Robar y Mentir
Ron siempre había sido pobre, bastante pobre. Y siempre había sufrido esa extraña sensación de no poder tener algo que se quiere; incluso había sufrido esa amarga sensación de no tener algo que se necesita. Y pese a ello, jamás había robado porque simplemente no estaba en su código de conducta. Por eso después de rescatar a Harry robando el coche de su padre se había prometido a sí mismo no volver a hacerlo. Aunque ese solo había sido un "préstamo" no quería volver a tener que ver con algo parecido.
Pero no contaba con se quedaría solo con Harry en plena estación muggle sin poder pasar a la estación mágica.
Hermione siempre había honesta. Nunca había necesitado mentir y nunca había querido hacerlo. En parte a esa cualidad suya se debía que no tuviera amigos en su anterior escuela pero no le importaba; simplemente le gustaba ser así.
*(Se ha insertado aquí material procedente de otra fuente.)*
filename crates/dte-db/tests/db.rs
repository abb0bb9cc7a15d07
mod integration;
Por eso su conciencia aún le reclamaba todas las pequeñas mentiras que había tenido que decir el año pasado para ayudar a sus amigos y gracias a esa voz había prometido que este año, su segundo año en Hogwarts, no mentiría.
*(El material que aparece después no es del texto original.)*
use std::collections::{BTreeMap, HashMap};
use std::net::IpAddr;
use std::path::{Path, PathBuf};
use std::sync::{Arc, Mutex};
use std::time::Duration;

use chrono::{DateTime, Utc};
use dte_core::config::EngineConfig;
use dte_core::error::AppError;
use dte_core::job::{HttpMethod, JobTarget};
use dte_core::traits::{ExecutionContext, Executor};
use dte_core::util::compute_hash;
use reqwest::header::{CONTENT_TYPE, HeaderMap, RETRY_AFTER};
use reqwest::{Client, Method, RequestBuilder, Response, StatusCode};
use url::Url;

/// Executor backed by reqwest.
///
/// One client per egress route (direct, or per proxy address) is built
/// lazily and reused. SSRF protection is **enabled** by default: requests
/// to private/reserved IP ranges are refused. Use
/// [`allow_private_urls`](Self::allow_private_urls) to turn it off when the
/// operator controls every target.
#[derive(Clone)]
pub struct ReqwestExecutor {
    user_agent: String,
    timeout: Duration,
    ssrf_protection: bool,
    download_root: PathBuf,
    clients: Arc<Mutex<HashMap<Option<String>, Client>>>,
}

impl ReqwestExecutor {
    pub fn new(user_agent: impl Into<String>, timeout: Duration) -> Result<Self, AppError> {
        let executor = Self {
            user_agent: user_agent.into(),
            timeout,
            ssrf_protection: true,
            download_root: PathBuf::from("downloads"),
            clients: Arc::new(Mutex::new(HashMap::new())),
        };
        // Fail at startup rather than on the first job.
        executor.client_for(None)?;
        Ok(executor)
    }

    pub fn from_config(config: &EngineConfig) -> Result<Self, AppError> {
        Self::new(&config.user_agent, config.worker.fetch_timeout)
    }

    /// Disable SSRF protection, allowing requests to private/reserved IPs.
    pub fn allow_private_urls(mut self) -> Self {
        self.ssrf_protection = false;
        self
    }

    /// Directory that `FileDownload` destinations are resolved against.
    pub fn with_download_root(mut self, root: impl Into<PathBuf>) -> Self {
        self.download_root = root.into();
        self
    }

    pub fn download_root(&self) -> &Path {
        &self.download_root
    }

    fn client_for(&self, proxy: Option<&str>) -> Result<Client, AppError> {
        let key = proxy.map(str::to_string);
        let mut clients = self.clients.lock().unwrap_or_else(|poisoned| {
            tracing::warn!("Recovered from poisoned client cache");
            poisoned.into_inner()
        });
        if let Some(client) = clients.get(&key) {
            return Ok(client.clone());
        }

        let mut builder = Client::builder()
            .user_agent(&self.user_agent)
            .timeout(self.timeout);
        if let Some(address) = proxy {
            let proxy = reqwest::Proxy::all(address).map_err(|e| {
                AppError::ConfigError(format!("Invalid proxy address '{address}': {e}"))
            })?;
            builder = builder.proxy(proxy);
        }
        let client = builder
            .build()
            .map_err(|e| AppError::ConfigError(format!("Failed to build HTTP client: {e}")))?;

        clients.insert(key, client.clone());
        Ok(client)
    }

    async fn send(
        &self,
        request: RequestBuilder,
        url: &str,
        ctx: &ExecutionContext,
    ) -> Result<Response, AppError> {
        let response = request
            .timeout(ctx.timeout)
            .send()
            .await
            .map_err(|e| map_reqwest_error(e, ctx.timeout))?;

        match classify_status(response.status(), response.headers(), url) {
            Some(err) => Err(err),
            None => Ok(response),
        }
    }

    async fn fetch_page(
        &self,
        client: &Client,
        url: &str,
        headers: &BTreeMap<String, String>,
        ctx: &ExecutionContext,
    ) -> Result<serde_json::Value, AppError> {
        let request = with_headers(client.get(url), headers);
        let response = self.send(request, url, ctx).await?;

        let status = response.status().as_u16();
        let final_url = response.url().to_string();
        let content_type = content_type(response.headers());
        let body = response
            .text()
            .await
            .map_err(|e| map_reqwest_error(e, ctx.timeout))?;

        Ok(serde_json::json!({
            "status": status,
            "url": final_url,
            "content_type": content_type,
            "content_hash": compute_hash(&body),
            "body": body,
        }))
    }

    async fn call_api(
        &self,
        client: &Client,
        url: &str,
        method: HttpMethod,
        body: Option<&serde_json::Value>,
        headers: &BTreeMap<String, String>,
        ctx: &ExecutionContext,
    ) -> Result<serde_json::Value, AppError> {
        let mut request = with_headers(client.request(to_reqwest_method(method), url), headers);
        if let Some(body) = body {
            request = request.json(body);
        }
        let response = self.send(request, url, ctx).await?;

        let status = response.status().as_u16();
        let text = response
            .text()
            .await
            .map_err(|e| map_reqwest_error(e, ctx.timeout))?;
        // Non-JSON bodies are kept verbatim as a string.
        let body = if text.is_empty() {
            serde_json::Value::Null
        } else {
            serde_json::from_str(&text).unwrap_or(serde_json::Value::String(text))
        };

        Ok(serde_json::json!({
            "status": status,
            "body": body,
        }))
    }

    async fn download(
        &self,
        client: &Client,
        url: &str,
        destination: &Path,
        ctx: &ExecutionContext,
    ) -> Result<serde_json::Value, AppError> {
        let response = self.send(client.get(url), url, ctx).await?;
        let status = response.status().as_u16();
        let bytes = response
            .bytes()
            .await
            .map_err(|e| map_reqwest_error(e, ctx.timeout))?;

        let path = self.download_root.join(destination);
        if let Some(parent) = path.parent() {
            tokio::fs::create_dir_all(parent).await.map_err(|e| {
                AppError::InfrastructureError(format!("Cannot create {}: {e}", parent.display()))
            })?;
        }
        tokio::fs::write(&path, &bytes).await.map_err(|e| {
            AppError::InfrastructureError(format!("Cannot write {}: {e}", path.display()))
        })?;

        tracing::debug!(path = %path.display(), bytes = bytes.len(), "Download stored");
        Ok(serde_json::json!({
            "status": status,
            "path": path.display().to_string(),
            "bytes": bytes.len(),
            "sha256": compute_hash(&bytes),
        }))
    }
}

impl Executor for ReqwestExecutor {
    async fn execute(
        &self,
        target: &JobTarget,
        ctx: &ExecutionContext,
    ) -> Result<serde_json::Value, AppError> {
        let url = target.url();
        if self.ssrf_protection {
            validate_url(url).await?;
        }
        let client = self.client_for(ctx.proxy.as_deref())?;

        match target {
            JobTarget::HttpFetch { headers, .. } => self.fetch_page(&client, url, headers, ctx).await,
            JobTarget::ApiCall {
                method,
                body,
                headers,
                ..
            } => {
                self.call_api(&client, url, *method, body.as_ref(), headers, ctx)
                    .await
            }
            JobTarget::FileDownload { destination, .. } => {
                self.download(&client, url, destination, ctx).await
            }
        }
    }
}

fn with_headers(mut request: RequestBuilder, headers: &BTreeMap<String, String>) -> RequestBuilder {
    for (name, value) in headers {
        request = request.header(name.as_str(), value.as_str());
    }
    request
}

fn to_reqwest_method(method: HttpMethod) -> Method {
    match method {
        HttpMethod::Get => Method::GET,
        HttpMethod::Post => Method::POST,
        HttpMethod::Put => Method::PUT,
        HttpMethod::Patch => Method::PATCH,
        HttpMethod::Delete => Method::DELETE,
        HttpMethod::Head => Method::HEAD,
    }
}

fn content_type(headers: &HeaderMap) -> Option<String> {
    headers
        .get(CONTENT_TYPE)
        .and_then(|v| v.to_str().ok())
        .map(str::to_string)
}

// ---------------------------------------------------------------------------
// Failure classification
// ---------------------------------------------------------------------------

/// Map a non-success HTTP status to the error the retry policy expects.
///
/// 429 is a remote rate limit; 408 and 5xx are transient; every other
/// non-2xx status is a permanent target error.
fn classify_status(status: StatusCode, headers: &HeaderMap, url: &str) -> Option<AppError> {
    if status.is_success() {
        return None;
    }
    let code = status.as_u16();
    Some(match code {
        429 => AppError::RemoteRateLimited {
            retry_after: parse_retry_after(headers, Utc::now()),
        },
        408 | 500..=599 => AppError::TransientNetworkError(format!("HTTP {code} for {url}")),
        _ => AppError::PermanentTargetError(format!("HTTP {code} for {url}")),
    })
}

/// `Retry-After` as either delta-seconds or an HTTP date.
fn parse_retry_after(headers: &HeaderMap, now: DateTime<Utc>) -> Option<Duration> {
    let raw = headers.get(RETRY_AFTER)?.to_str().ok()?.trim();
    if let Ok(secs) = raw.parse::<u64>() {
        return Some(Duration::from_secs(secs));
    }
    let at = DateTime::parse_from_rfc2822(raw).ok()?.with_timezone(&Utc);
    (at - now).to_std().ok()
}

fn map_reqwest_error(e: reqwest::Error, timeout: Duration) -> AppError {
    if e.is_timeout() {
        AppError::Timeout(timeout.as_secs())
    } else if e.is_builder() || e.is_redirect() {
        AppError::PermanentTargetError(e.to_string())
    } else if e.is_connect() {
        AppError::TransientNetworkError(format!("Connection failed: {e}"))
    } else {
        AppError::TransientNetworkError(e.to_string())
    }
}

// ---------------------------------------------------------------------------
// SSRF protection
// ---------------------------------------------------------------------------

/// Validate a URL to prevent server-side request forgery (SSRF).
///
/// 1. Only allow `http` and `https` schemes.
/// 2. Resolve the hostname via DNS.
/// 3. Reject if any resolved IP is private/reserved.
async fn validate_url(url: &str) -> Result<(), AppError> {
    let parsed = Url::parse(url)
        .map_err(|e| AppError::PermanentTargetError(format!("Invalid URL: {e}")))?;

    match parsed.scheme() {
        "http" | "https" => {}
        scheme => {
            return Err(AppError::PermanentTargetError(format!(
                "URL scheme '{scheme}' is not allowed (only http/https)"
            )));
        }
    }

    let host = parsed
        .host_str()
        .ok_or_else(|| AppError::PermanentTargetError("URL has no host".to_string()))?;
    let host = host.trim_start_matches('[').trim_end_matches(']');

    if let Ok(ip) = host.parse::<IpAddr>() {
        if is_private_ip(ip) {
            return Err(AppError::PermanentTargetError(format!(
                "SSRF blocked: {host} resolves to private/reserved IP"
            )));
        }
        return Ok(());
    }

    let port = parsed.port_or_known_default().unwrap_or(80);
    let addrs: Vec<_> = tokio::net::lookup_host((host, port))
        .await
        .map_err(|e| {
            AppError::TransientNetworkError(format!("DNS resolution failed for {host}: {e}"))
        })?
        .collect();

    if addrs.is_empty() {
        return Err(AppError::TransientNetworkError(format!(
            "DNS resolution returned no addresses for {host}"
        )));
    }

    for socket_addr in &addrs {
        if is_private_ip(socket_addr.ip()) {
            return Err(AppError::PermanentTargetError(format!(
                "SSRF blocked: {host} resolves to private/reserved IP {}",
                socket_addr.ip()
            )));
        }
    }

    Ok(())
}

/// Check if an IP address is in a private/reserved/link-local range.
fn is_private_ip(ip: IpAddr) -> bool {
    match ip {
        IpAddr::V4(v4) => {
            v4.is_loopback()           // 127.0.0.0/8
                || v4.is_private()     // 10/8, 172.16/12, 192.168/16
                || v4.is_link_local()  // 169.254.0.0/16 (cloud metadata!)
                || v4.is_unspecified() // 0.0.0.0
                || v4.is_broadcast()   // 255.255.255.255
                || v4.is_documentation() // 192.0.2.0/24, 198.51.100.0/24, 203.0.113.0/24
                || v4.octets()[0] == 100 && (v4.octets()[1] & 0xC0) == 64 // 100.64.0.0/10 (CGN)
        }
        IpAddr::V6(v6) => {
            v6.is_loopback()
                || v6.is_unspecified()
                // fe80::/10 (link-local)
                || (v6.segments()[0] & 0xFFC0) == 0xFE80
                // fc00::/7 (unique local)
                || (v6.segments()[0] & 0xFE00) == 0xFC00
                || match v6.to_ipv4_mapped() {
                    Some(v4) => is_private_ip(IpAddr::V4(v4)),
                    None => false,
                }
        }
    }
}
Pero no contaba con que sus dos amigos no subirían al Expreso de Hogwarts y el primero que se daría cuenta de ello sería Severus Snape.
Ron tenía el ligero presentimiento de que si no hubiera estado con Harry, la barrera mágica hacia el Expreso de Hogwarts no se habría cerrado. Estaba casi convencido de que si hubiera pasado primero y no al mismo tiempo que Harry, en ese momento estaría sentado en su compartimiento platicando con Hermione y calmando a Ginny. También sabia, no obstante, que se hubiera preocupado cuando Harry no llegará al tren así que después de todo, no podía quejarse.
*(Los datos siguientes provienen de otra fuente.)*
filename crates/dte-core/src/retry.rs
//! Retry and backoff decisions.
//!
//! The manager is pure: it looks at a job and the failure of its latest
//! attempt and returns what should happen next. Applying the decision
//! (re-queueing or dead-lettering) is up to the worker.
//!
//! A job may start at most `max_retries + 1` attempts. The un-jittered delay
//! for retry `n` is `base * 2^(n-1)` (times `rate_limit_multiplier` when the
//! remote rate-limited us), capped at `max_delay`, and never shorter than
//! the delay used for the job's previous retry.

use std::time::Duration;

use chrono::{DateTime, TimeDelta, Utc};
use rand::Rng;

use crate::config::RetryConfig;
use crate::error::FailureClass;
use crate::job::{Attempt, Job};

/// What to do with a job after a failed attempt.
#[derive(Debug, Clone, PartialEq)]
pub enum NextAction {
    Retry {
        /// Delay including jitter.
        delay: Duration,
        /// Un-jittered delay; stored on the job to keep the sequence monotonic.
        backoff: Duration,
        not_before: DateTime<Utc>,
    },
    DeadLetter {
        reason: String,
    },
}

impl NextAction {
    pub fn will_retry(&self) -> bool {
        matches!(self, NextAction::Retry { .. })
    }
}

#[derive(Debug, Clone)]
pub struct RetryManager {
    config: RetryConfig,
}

impl RetryManager {
    pub fn new(config: RetryConfig) -> Self {
        Self { config }
    }

    pub fn config(&self) -> &RetryConfig {
        &self.config
    }

    /// Decide the next step for `job` after `attempt` failed with `class`.
    ///
    /// `job.attempt_count` must already include `attempt`.
    pub fn on_failure(
        &self,
        job: &Job,
        attempt: &Attempt,
        class: FailureClass,
        retry_after: Option<Duration>,
    ) -> NextAction {
        if !class.is_retryable() {
            return NextAction::DeadLetter {
                reason: attempt
                    .error_detail
                    .clone()
                    .unwrap_or_else(|| "permanent target error".to_string()),
            };
        }

        // Retries used so far is attempt_count - 1.
        if job.attempt_count > job.max_retries {
            return NextAction::DeadLetter {
                reason: format!(
                    "retries exhausted after {} attempts: {}",
                    job.attempt_count,
                    attempt.error_detail.as_deref().unwrap_or("unknown error")
                ),
            };
        }

        let previous = Duration::from_millis(job.last_backoff_ms);
        let mut backoff = self.backoff_for(job.attempt_count, class).max(previous);
        if let Some(hint) = retry_after {
            backoff = backoff.max(hint.min(self.config.max_delay));
        }

        let delay = self.apply_jitter(backoff);
        let not_before = Utc::now() + TimeDelta::milliseconds(delay.as_millis() as i64);

        NextAction::Retry {
            delay,
            backoff,
            not_before,
        }
    }

    /// Un-jittered delay before the retry that follows attempt `attempt_count` (1-based).
    pub fn backoff_for(&self, attempt_count: u32, class: FailureClass) -> Duration {
        let exponent = attempt_count.saturating_sub(1).min(31);
        let multiplier = match class {
            FailureClass::RateLimited => self.config.rate_limit_multiplier.max(1),
            _ => 1,
        };
        let factor = (1u64 << exponent).saturating_mul(u64::from(multiplier));
        let base_ms = self.config.base_delay.as_millis().min(u128::from(u64::MAX)) as u64;
        let delay = Duration::from_millis(base_ms.saturating_mul(factor));
        delay.min(self.config.max_delay)
    }

    fn apply_jitter(&self, backoff: Duration) -> Duration {
        if self.config.jitter <= 0.0 {
            return backoff;
        }
        let mut rng = rand::thread_rng();
        backoff.mul_f64(1.0 + rng.gen_range(0.0..self.config.jitter.min(1.0)))
    }
}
Y ya que estaban metidos en ese lio y habían tomado "prestado" de nuevo el coche de su padre, mejor era que la pasaran bien y planearan su entrada triunfal ante todo el colegio.
Hermione sintió ganas de golpear a Ron y a Harry por hacerla preocuparse de nuevo. Su enojo no tuvo tiempo para aumentar porque en el trayecto se ocupo de calmar a la hermanita de Ron y explicarle la selección de las casas. Sin embargo, cuando bajo del tren y Ginny se fue rumbo a los botes, el sentimiento de preocupación regreso más fuerte que antes. Para colmo, apenas entro al comedor, el profesor Snape empezó a interrogarla.
Y ella que no quería mentir, tuvo que negarle al profesor la existencia de un coche volador que Harry y Ron pudieran conocer… o usar.
La entrada triunfal no fue ni remotamente como la habían planeado. Ron vio con espanto como el préstamo dejaba de serlo cuando el coche de su padre se perdía en el bosque. Al menos, pensó, él no lo había robado: él lo había pedido prestado y el coche había decidido escaparse así técnicamente no era su culpa.
Deseo que su mamá pensara lo mismo pero tenia la amarga convicción de que no sería así.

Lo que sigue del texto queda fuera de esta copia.